The policy source document does not list specific CPT, HCPCS, or ICD-10 codes. Do not treat the codes below as policy-confirmed — they represent the standard code set associated with this service category based on Medicare billing guidelines. Verify these against the current CMS fee schedule and your Medicare Administrative Contractor's (MAC) billing guidance before May 15, 2026.

Commonly Associated HCPCS Codes (Verify Before Use)

Code Type Description
Not confirmed in policy source The policy document does not list codes. Consult your MAC's billing guidelines for the current HCPCS codes applicable to alcohol misuse screening and brief counseling under Medicare Part B.

A Note on Local Coverage Determinations

Your Medicare Administrative Contractor may have issued a local coverage determination (LCD) that supplements or modifies how this national policy applies in your region. LCDs can add documentation requirements, restrict covered settings, or specify additional diagnosis coding expectations that go beyond the national policy. Check your MAC's website for any active LCDs related to behavioral counseling for alcohol misuse before the May 15, 2026 effective date.

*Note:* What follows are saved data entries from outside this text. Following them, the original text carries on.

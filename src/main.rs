use anyhow::Context;
use serde_json::json;
use tracing::{info, warn};

use food_admin_lib::config::{ORDERS_PATH, PRODUCTS_PATH};
use food_admin_lib::logging::init_logging;
use food_admin_lib::models::{Order, Product};
use food_admin_lib::{AdminClient, AdminConfig, ListQueryController};

#[tokio::main]
async fn main() -> anyhow::Result<()> {
    let config = AdminConfig::from_env().context("loading configuration")?;
    let _guard = init_logging(&config).context("initializing logging")?;

    info!(
        version = env!("CARGO_PKG_VERSION"),
        git_sha = env!("BUILD_GIT_SHA"),
        origin = %config.api_origin,
        "Starting food-admin"
    );

    let search = std::env::args().skip(1).collect::<Vec<_>>().join(" ");
    let page_size = i64::from(config.default_page_size);
    let client = AdminClient::new(&config).context("building HTTP client")?;

    let products =
        ListQueryController::<Product>::http("products", client.clone(), PRODUCTS_PATH, &config);
    let orders = ListQueryController::<Order>::http("orders", client.clone(), ORDERS_PATH, &config);

    let (product_page, order_page) = tokio::join!(
        products.request_page(1, &search, page_size),
        orders.request_page(1, "", page_size),
    );

    for controller_error in [products.last_error(), orders.last_error()].into_iter().flatten() {
        warn!(error = %controller_error, "list request failed");
    }

    let categories = match client.fetch_categories().await {
        Ok(categories) => categories,
        Err(e) => {
            warn!(error = %e, "category request failed");
            Vec::new()
        }
    };

    let fallback = config.grand_total_fallback;
    let order_rows: Vec<_> = order_page
        .items
        .iter()
        .map(|order| json!({ "order": order, "totals": order.totals(fallback) }))
        .collect();

    let report = json!({
        "search": search,
        "categories": categories,
        "products": product_page,
        "products_error": products.last_error().map(|e| e.to_string()),
        "orders": {
            "items": order_rows,
            "current_page": order_page.current_page,
            "last_page": order_page.last_page,
            "page_size": order_page.page_size,
            "total": order_page.total,
        },
        "orders_error": orders.last_error().map(|e| e.to_string()),
    });
    println!("{}", serde_json::to_string_pretty(&report)?);

    Ok(())
}
//! Avatar vertical motion under gravity and impulses

use super::state::Avatar;
use crate::config::StepMode;

/// Physics parameters for one avatar step
#[derive(Debug, Clone, Copy)]
pub struct Physics {
    /// Downward acceleration per tick
    pub gravity: f32,
    /// Velocity an impulse sets (negative = up)
    pub impulse: f32,
    pub step_mode: StepMode,
}

/// Advance the avatar by one tick.
///
/// Without an impulse, gravity is added to the velocity. An impulse replaces
/// the velocity with the impulse constant instead, so repeated impulses never
/// stack. The position then moves by the new velocity.
pub fn step_avatar(avatar: Avatar, dt_ms: f32, physics: &Physics, impulse: bool) -> Avatar {
    let factor = physics.step_mode.factor(dt_ms);
    let velocity = if impulse {
        physics.impulse
    } else {
        avatar.velocity + physics.gravity * factor
    };

    let mut next = avatar;
    next.velocity = velocity;
    next.pos.y += velocity * factor;
    next
}

#[cfg(test)]
mod tests {
    use super::*;
    use crate::config::GameConfig;

    fn physics(step_mode: StepMode) -> Physics {
        Physics {
            gravity: 0.4,
            impulse: -10.0,
            step_mode,
        }
    }

    #[test]
    fn test_free_fall_five_ticks() {
        let mut avatar = Avatar::new(&GameConfig::default());
        let p = physics(StepMode::FixedStep);
        for _ in 0..5 {
            avatar = step_avatar(avatar, 16.0, &p, false);
        }
        assert!((avatar.velocity - 2.0).abs() < 1e-4);
        assert!((avatar.pos.y - 359.0).abs() < 1e-3);
        assert_eq!(avatar.pos.x, 100.0);
    }

    #[test]
    fn test_impulse_overwrites_velocity() {
        let p = physics(StepMode::FixedStep);
        let mut avatar = Avatar::new(&GameConfig::default());
        avatar.velocity = 7.3;
        let a = step_avatar(avatar, 16.0, &p, true);
        assert_eq!(a.velocity, -10.0);
        assert!((a.pos.y - 343.0).abs() < 1e-4);

        // A second impulse does not add up
        let b = step_avatar(a, 16.0, &p, true);
        assert_eq!(b.velocity, -10.0);
    }

    #[test]
    fn test_fixed_step_ignores_dt() {
        let p = physics(StepMode::FixedStep);
        let avatar = Avatar::new(&GameConfig::default());
        let slow = step_avatar(avatar, 50.0, &p, false);
        let fast = step_avatar(avatar, 5.0, &p, false);
        assert_eq!(slow, fast);
    }

    #[test]
    fn test_scaled_step_uses_dt() {
        let p = physics(StepMode::Scaled);
        let avatar = Avatar::new(&GameConfig::default());
        let one = step_avatar(avatar, crate::consts::REFERENCE_TICK_MS, &p, false);
        assert!((one.velocity - 0.4).abs() < 1e-4);
        let two = step_avatar(avatar, crate::consts::REFERENCE_TICK_MS * 2.0, &p, false);
        assert!((two.velocity - 0.8).abs() < 1e-4);
        assert!((two.pos.y - (353.0 + 1.6)).abs() < 1e-3);
    }
}
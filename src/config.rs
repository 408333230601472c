//! Game configuration and tuning presets
//!
//! A `GameConfig` carries every number the simulation reads. Configs can be
//! loaded from JSON; any field left out falls back to the standard value.

use serde::{Deserialize, Serialize};
use thiserror::Error;

use crate::consts::*;

/// Named tuning presets
#[derive(Debug, Clone, Copy, PartialEq, Eq, Serialize, Deserialize, Default)]
pub enum Preset {
    /// Reference tuning: slow scroll, wide spacing
    #[default]
    Standard,
    /// Early tuning: fast scroll, dense obstacles, wider gap
    Classic,
}

impl Preset {
    pub fn as_str(&self) -> &'static str {
        match self {
            Preset::Standard => "Standard",
            Preset::Classic => "Classic",
        }
    }

    pub fn from_str(s: &str) -> Option<Self> {
        match s.to_lowercase().as_str() {
            "standard" | "std" => Some(Preset::Standard),
            "classic" => Some(Preset::Classic),
            _ => None,
        }
    }
}

/// How per-tick increments relate to the elapsed frame time
#[derive(Debug, Clone, Copy, PartialEq, Eq, Serialize, Deserialize, Default)]
pub enum StepMode {
    /// Gravity, scroll and floor motion are applied once per tick, whatever dt is
    #[default]
    FixedStep,
    /// Increments are scaled by `dt / REFERENCE_TICK_MS`
    Scaled,
}

impl StepMode {
    /// Multiplier applied to every per-tick increment
    #[inline]
    pub fn factor(&self, dt_ms: f32) -> f32 {
        match self {
            StepMode::FixedStep => 1.0,
            StepMode::Scaled => dt_ms / REFERENCE_TICK_MS,
        }
    }
}

/// Full set of simulation parameters
#[derive(Debug, Clone, PartialEq, Serialize, Deserialize)]
#[serde(default)]
pub struct GameConfig {
    // === Playfield ===
    pub width: f32,
    pub height: f32,
    pub floor_height: f32,
    pub floor_scroll_speed: f32,

    // === Avatar ===
    pub avatar_x: f32,
    /// Spawn y of the avatar's top edge
    pub avatar_start_y: f32,
    pub avatar_width: f32,
    pub avatar_height: f32,
    pub gravity: f32,
    pub impulse: f32,

    // === Obstacles ===
    pub scroll_speed: f32,
    pub spawn_interval_ms: f32,
    pub gap_size: f32,
    pub obstacle_width: f32,
    pub gap_heights: Vec<f32>,

    pub step_mode: StepMode,
}

impl Default for GameConfig {
    fn default() -> Self {
        Self {
            width: PLAYFIELD_WIDTH,
            height: PLAYFIELD_HEIGHT,
            floor_height: FLOOR_HEIGHT,
            floor_scroll_speed: FLOOR_SCROLL_SPEED,

            avatar_x: AVATAR_X,
            avatar_start_y: PLAYFIELD_HEIGHT / 2.0,
            avatar_width: AVATAR_WIDTH,
            avatar_height: AVATAR_HEIGHT,
            gravity: GRAVITY,
            impulse: IMPULSE,

            scroll_speed: SCROLL_SPEED,
            spawn_interval_ms: SPAWN_INTERVAL_MS,
            gap_size: GAP_SIZE,
            obstacle_width: OBSTACLE_WIDTH,
            gap_heights: GAP_HEIGHTS.to_vec(),

            step_mode: StepMode::FixedStep,
        }
    }
}

impl GameConfig {
    /// Create a config from a preset
    pub fn from_preset(preset: Preset) -> Self {
        let mut config = Self::default();
        config.apply_preset(preset);
        config
    }

    /// Overwrite the preset-dependent fields
    pub fn apply_preset(&mut self, preset: Preset) {
        match preset {
            Preset::Standard => {
                self.scroll_speed = SCROLL_SPEED;
                self.spawn_interval_ms = SPAWN_INTERVAL_MS;
                self.gap_size = GAP_SIZE;
            }
            Preset::Classic => {
                self.scroll_speed = 5.0;
                self.spawn_interval_ms = 600.0;
                self.gap_size = 300.0;
            }
        }
    }

    /// y coordinate of the floor band's top edge
    #[inline]
    pub fn floor_line(&self) -> f32 {
        self.height - self.floor_height
    }

    /// Parse a JSON config; missing fields keep their defaults
    pub fn from_json(json: &str) -> Result<Self, ConfigError> {
        let config: Self = serde_json::from_str(json)?;
        config.validate()?;
        Ok(config)
    }

    pub fn to_json(&self) -> Result<String, ConfigError> {
        Ok(serde_json::to_string_pretty(self)?)
    }

    /// Reject configs that would produce degenerate obstacles or a
    /// nonsensical playfield
    pub fn validate(&self) -> Result<(), ConfigError> {
        let fields = [
            ("width", self.width),
            ("height", self.height),
            ("floor_height", self.floor_height),
            ("floor_scroll_speed", self.floor_scroll_speed),
            ("avatar_x", self.avatar_x),
            ("avatar_start_y", self.avatar_start_y),
            ("avatar_width", self.avatar_width),
            ("avatar_height", self.avatar_height),
            ("gravity", self.gravity),
            ("impulse", self.impulse),
            ("scroll_speed", self.scroll_speed),
            ("spawn_interval_ms", self.spawn_interval_ms),
            ("gap_size", self.gap_size),
            ("obstacle_width", self.obstacle_width),
        ];
        if let Some((field, _)) = fields.iter().find(|(_, v)| !v.is_finite()) {
            return Err(ConfigError::invalid(*field, "must be finite"));
        }

        let positive = [
            ("width", self.width),
            ("height", self.height),
            ("avatar_width", self.avatar_width),
            ("avatar_height", self.avatar_height),
            ("spawn_interval_ms", self.spawn_interval_ms),
            ("gap_size", self.gap_size),
            ("obstacle_width", self.obstacle_width),
        ];
        if let Some((field, _)) = positive.iter().find(|(_, v)| *v <= 0.0) {
            return Err(ConfigError::invalid(*field, "must be positive"));
        }

        if self.floor_height < 0.0 || self.floor_height >= self.height {
            return Err(ConfigError::invalid(
                "floor_height",
                "must lie within the playfield height",
            ));
        }
        if self.impulse >= 0.0 {
            return Err(ConfigError::invalid("impulse", "must be negative (upward)"));
        }
        if self.scroll_speed < 0.0 {
            return Err(ConfigError::invalid("scroll_speed", "must not be negative"));
        }

        if self.gap_heights.is_empty() {
            return Err(ConfigError::NoCandidates);
        }
        let limit = self.floor_line();
        for &height in &self.gap_heights {
            if !height.is_finite() {
                return Err(ConfigError::invalid("gap_heights", "must be finite"));
            }
            if height <= self.gap_size {
                return Err(ConfigError::DegenerateGap {
                    height,
                    gap: self.gap_size,
                });
            }
            if height >= limit {
                return Err(ConfigError::DegenerateBottom { height, limit });
            }
        }

        Ok(())
    }
}

/// Reasons a config is rejected
#[derive(Debug, Error)]
pub enum ConfigError {
    /// JSON could not be parsed or written
    #[error("config parse error: {0}")]
    Parse(#[from] serde_json::Error),
    /// A scalar field is out of range
    #[error("{field} {reason}")]
    Invalid {
        field: &'static str,
        reason: &'static str,
    },
    /// Candidate height leaves no room for the top obstacle
    #[error("gap height {height} must exceed the gap size {gap}")]
    DegenerateGap { height: f32, gap: f32 },
    /// Candidate height leaves no room for the bottom obstacle
    #[error("gap height {height} must be above the floor line {limit}")]
    DegenerateBottom { height: f32, limit: f32 },
    /// No candidate gap heights
    #[error("gap_heights must not be empty")]
    NoCandidates,
}

impl ConfigError {
    fn invalid(field: &'static str, reason: &'static str) -> Self {
        ConfigError::Invalid { field, reason }
    }
}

What This Modification Probably Signals — And Why It Matters

CMS doesn't modify a preventive services coverage policy without a reason. The most likely drivers for a 2026 modification to this policy include updated screening tool recommendations, changes to session frequency allowances, or clarified documentation standards tied to audit findings.

Medicare's preventive benefit policies in the behavioral health and substance use space have been under significant scrutiny since the COVID-era expansions. CMS has been tightening documentation requirements and clarifying coverage conditions across this service category. A modification in 2026 fits that pattern.

The real issue here is that a modification without a published code list or detailed criteria summary puts billing teams in a reactive position. You can't update your charge capture if you don't know what changed. That's why your first action item is to access the full policy text at the CMS source and do your own comparison against the prior version.

If your practice has significant volume in primary care preventive services — especially if you're a FQHC or RHC where these services are a meaningful portion of your payer mix — this is not a policy to put on the backburner. Get eyes on the full policy text now.